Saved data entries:
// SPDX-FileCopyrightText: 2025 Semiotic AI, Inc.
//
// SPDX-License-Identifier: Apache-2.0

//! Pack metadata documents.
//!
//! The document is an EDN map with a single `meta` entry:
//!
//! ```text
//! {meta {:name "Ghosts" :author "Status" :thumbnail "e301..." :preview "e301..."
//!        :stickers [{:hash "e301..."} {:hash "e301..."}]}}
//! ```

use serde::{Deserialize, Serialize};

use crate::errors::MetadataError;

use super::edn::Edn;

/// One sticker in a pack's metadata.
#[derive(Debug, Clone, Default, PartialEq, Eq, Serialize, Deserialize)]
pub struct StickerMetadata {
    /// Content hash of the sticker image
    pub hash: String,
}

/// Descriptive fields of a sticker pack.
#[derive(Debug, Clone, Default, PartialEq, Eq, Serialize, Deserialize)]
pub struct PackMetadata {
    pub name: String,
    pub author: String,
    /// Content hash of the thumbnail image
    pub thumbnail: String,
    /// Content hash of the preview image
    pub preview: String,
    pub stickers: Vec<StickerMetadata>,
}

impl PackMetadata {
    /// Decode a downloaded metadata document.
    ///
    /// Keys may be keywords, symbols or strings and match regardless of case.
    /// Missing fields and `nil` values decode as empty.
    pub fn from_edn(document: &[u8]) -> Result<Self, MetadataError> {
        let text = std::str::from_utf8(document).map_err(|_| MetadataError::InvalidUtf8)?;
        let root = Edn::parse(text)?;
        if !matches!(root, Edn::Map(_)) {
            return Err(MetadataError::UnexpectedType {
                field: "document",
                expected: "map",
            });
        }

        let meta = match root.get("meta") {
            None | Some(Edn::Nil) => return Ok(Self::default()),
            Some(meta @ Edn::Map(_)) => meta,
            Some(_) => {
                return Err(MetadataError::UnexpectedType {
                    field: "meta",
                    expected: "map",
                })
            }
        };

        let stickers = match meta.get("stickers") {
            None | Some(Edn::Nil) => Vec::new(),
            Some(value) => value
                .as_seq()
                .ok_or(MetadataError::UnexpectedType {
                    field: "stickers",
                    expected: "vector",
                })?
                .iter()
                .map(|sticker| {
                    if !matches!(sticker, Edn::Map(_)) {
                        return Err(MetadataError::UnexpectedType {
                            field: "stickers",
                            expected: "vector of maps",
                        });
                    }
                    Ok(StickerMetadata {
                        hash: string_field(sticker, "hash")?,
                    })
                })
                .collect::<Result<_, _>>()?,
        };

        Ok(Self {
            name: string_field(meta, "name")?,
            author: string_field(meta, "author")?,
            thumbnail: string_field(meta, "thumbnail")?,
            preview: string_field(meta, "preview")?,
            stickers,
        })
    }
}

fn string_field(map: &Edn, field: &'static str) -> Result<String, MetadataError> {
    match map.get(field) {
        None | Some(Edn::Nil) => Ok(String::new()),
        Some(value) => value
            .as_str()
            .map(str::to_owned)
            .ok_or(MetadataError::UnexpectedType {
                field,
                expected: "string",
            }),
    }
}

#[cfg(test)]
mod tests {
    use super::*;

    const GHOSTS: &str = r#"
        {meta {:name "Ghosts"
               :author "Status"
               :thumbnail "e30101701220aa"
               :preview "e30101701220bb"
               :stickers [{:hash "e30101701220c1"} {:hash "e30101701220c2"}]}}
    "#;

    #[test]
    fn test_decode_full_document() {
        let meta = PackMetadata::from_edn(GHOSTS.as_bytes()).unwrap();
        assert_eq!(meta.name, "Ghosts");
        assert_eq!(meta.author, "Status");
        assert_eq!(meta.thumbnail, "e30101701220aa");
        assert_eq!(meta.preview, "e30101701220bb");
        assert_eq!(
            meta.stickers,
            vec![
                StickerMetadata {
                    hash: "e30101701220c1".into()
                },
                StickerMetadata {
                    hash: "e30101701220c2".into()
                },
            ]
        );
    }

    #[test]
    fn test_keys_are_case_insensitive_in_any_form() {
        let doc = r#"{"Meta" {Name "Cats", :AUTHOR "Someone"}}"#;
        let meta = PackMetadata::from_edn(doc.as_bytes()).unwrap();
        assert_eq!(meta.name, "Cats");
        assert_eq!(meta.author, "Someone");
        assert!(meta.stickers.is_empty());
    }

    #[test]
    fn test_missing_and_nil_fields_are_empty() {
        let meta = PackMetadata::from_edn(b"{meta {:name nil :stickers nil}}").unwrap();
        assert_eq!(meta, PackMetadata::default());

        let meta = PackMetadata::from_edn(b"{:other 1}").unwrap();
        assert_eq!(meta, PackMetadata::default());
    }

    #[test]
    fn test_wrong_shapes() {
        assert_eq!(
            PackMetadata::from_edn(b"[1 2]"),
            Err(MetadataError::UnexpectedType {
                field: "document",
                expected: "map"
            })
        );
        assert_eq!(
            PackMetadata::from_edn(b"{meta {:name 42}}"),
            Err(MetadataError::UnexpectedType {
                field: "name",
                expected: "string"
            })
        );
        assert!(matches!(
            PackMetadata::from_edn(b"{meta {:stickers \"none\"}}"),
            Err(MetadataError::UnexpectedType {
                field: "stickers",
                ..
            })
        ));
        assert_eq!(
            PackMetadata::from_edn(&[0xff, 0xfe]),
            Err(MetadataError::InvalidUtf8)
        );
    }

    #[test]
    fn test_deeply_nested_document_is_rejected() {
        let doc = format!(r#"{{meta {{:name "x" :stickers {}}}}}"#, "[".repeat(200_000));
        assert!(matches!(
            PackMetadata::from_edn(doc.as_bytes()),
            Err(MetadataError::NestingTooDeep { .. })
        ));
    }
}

...

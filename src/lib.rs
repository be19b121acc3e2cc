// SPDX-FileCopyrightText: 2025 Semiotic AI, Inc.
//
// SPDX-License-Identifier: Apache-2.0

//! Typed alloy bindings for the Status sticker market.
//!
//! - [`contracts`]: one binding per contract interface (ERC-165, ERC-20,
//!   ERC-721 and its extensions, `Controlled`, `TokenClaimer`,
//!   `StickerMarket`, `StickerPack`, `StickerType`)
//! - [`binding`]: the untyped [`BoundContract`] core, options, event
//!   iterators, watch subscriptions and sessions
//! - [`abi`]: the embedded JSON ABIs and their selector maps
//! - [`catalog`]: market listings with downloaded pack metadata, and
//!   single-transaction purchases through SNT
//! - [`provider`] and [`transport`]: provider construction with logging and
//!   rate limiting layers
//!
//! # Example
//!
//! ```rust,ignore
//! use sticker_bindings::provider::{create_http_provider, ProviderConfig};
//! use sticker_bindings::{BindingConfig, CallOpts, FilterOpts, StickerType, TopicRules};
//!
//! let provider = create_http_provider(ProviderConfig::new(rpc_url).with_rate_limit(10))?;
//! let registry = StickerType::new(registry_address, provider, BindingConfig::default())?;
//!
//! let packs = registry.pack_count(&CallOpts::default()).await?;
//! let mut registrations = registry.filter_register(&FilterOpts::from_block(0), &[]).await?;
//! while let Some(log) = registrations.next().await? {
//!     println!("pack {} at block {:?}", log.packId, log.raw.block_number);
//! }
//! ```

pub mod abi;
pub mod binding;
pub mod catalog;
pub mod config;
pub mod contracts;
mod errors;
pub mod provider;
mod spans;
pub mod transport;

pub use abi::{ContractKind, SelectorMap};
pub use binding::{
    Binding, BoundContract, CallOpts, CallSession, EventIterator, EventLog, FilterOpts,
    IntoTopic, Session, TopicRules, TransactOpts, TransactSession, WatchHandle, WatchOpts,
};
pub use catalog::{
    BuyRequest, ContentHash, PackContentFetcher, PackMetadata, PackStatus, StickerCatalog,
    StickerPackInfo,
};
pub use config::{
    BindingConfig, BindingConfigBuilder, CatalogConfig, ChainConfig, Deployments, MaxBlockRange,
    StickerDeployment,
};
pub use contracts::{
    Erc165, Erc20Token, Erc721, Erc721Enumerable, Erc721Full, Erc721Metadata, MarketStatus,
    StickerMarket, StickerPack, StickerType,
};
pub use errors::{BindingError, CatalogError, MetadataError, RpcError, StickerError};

...

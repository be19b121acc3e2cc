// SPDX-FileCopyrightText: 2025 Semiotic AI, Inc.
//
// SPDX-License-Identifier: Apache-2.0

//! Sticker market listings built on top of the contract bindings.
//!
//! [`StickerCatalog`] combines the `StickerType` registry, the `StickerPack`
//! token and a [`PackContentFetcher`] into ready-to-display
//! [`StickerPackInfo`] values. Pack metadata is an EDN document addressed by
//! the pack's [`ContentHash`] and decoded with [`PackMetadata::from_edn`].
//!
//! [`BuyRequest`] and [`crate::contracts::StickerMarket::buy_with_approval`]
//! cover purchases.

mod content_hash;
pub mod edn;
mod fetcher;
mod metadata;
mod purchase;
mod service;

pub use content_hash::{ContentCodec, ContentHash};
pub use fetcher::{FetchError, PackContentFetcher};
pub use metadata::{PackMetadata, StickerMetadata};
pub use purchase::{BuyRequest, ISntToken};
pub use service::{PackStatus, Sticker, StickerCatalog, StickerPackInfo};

ASSIGNMENT ::
Lines above with "ProviderConfig" in them are the ones to copy.

TASK RESPONSE ::
//! use sticker_bindings::provider::{create_http_provider, ProviderConfig};
//! let provider = create_http_provider(ProviderConfig::new(rpc_url).with_rate_limit(10))?;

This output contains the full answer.